Wagner, a native of northern Kentucky, said he will use his fellowship to continue his quest for new planets outside our solar system. Improvements in imaging technology allow astronomers to look for smaller and smaller objects in the vastness of space.
Until now the planets that researchers have imaged are colossal — far bigger than even the biggest planet in our solar system, Jupiter. For his fellowship, Wagner will use the Large Binocular Telescope in Arizona to identify the infrared signature of much smaller planets.
“The specific project is to upgrade the imaging capabilities of the Large Binocular Telescope. It’s the largest optical imaging telescope in existence,” Wagner said.
It uses twin 27-foot-wide mirrors that provide formidable tools to peer into the universe. It has a suite of cameras and other sensitive equipment to record the telescope’s observations.
“With this program I want to push our limits to the size of Neptune,” he said.
Neptune, too, is huge — 17 times more massive than Earth. But it’s 19 times smaller than Jupiter. Being able to find planets this size opens up a huge window of opportunity for discovery, Wagner said.
It’s always in the back of our minds. Is there someone else out there? What is life on another planet like? Now we can answer those questions.

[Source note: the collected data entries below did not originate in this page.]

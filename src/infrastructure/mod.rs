//! Storage adapters implementing the domain ports.

pub mod in_memory;
#[cfg(feature = "storage-rocksdb")]
pub mod rocksdb;
pub mod application;
pub mod config;
pub mod domain;
pub mod error;
pub mod infrastructure;
pub mod interfaces;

Michael Sitko, UC physics professor
Equally important, Wagner will be looking for these planets in close proximity to their stars to potentially harbor life. Physicists call this the “habitable zone.” And it’s comparatively tiny.
Wagner said this is the combination of distance from the sun and atmospheric conditions to support liquid water on a solid planet.
Wagner is not alone in this quest.
The National Academies of Sciences, Engineering and Medicine in 2018 published the Exoplanet Science Strategy, a blueprint for harnessing the world’s astronomical resources to search for potentially habitable planets like ours.
“For generations, humans have looked up at the stars and wondered whether we are alone,” the academy’s lead author, Aaron Gronstal, wrote.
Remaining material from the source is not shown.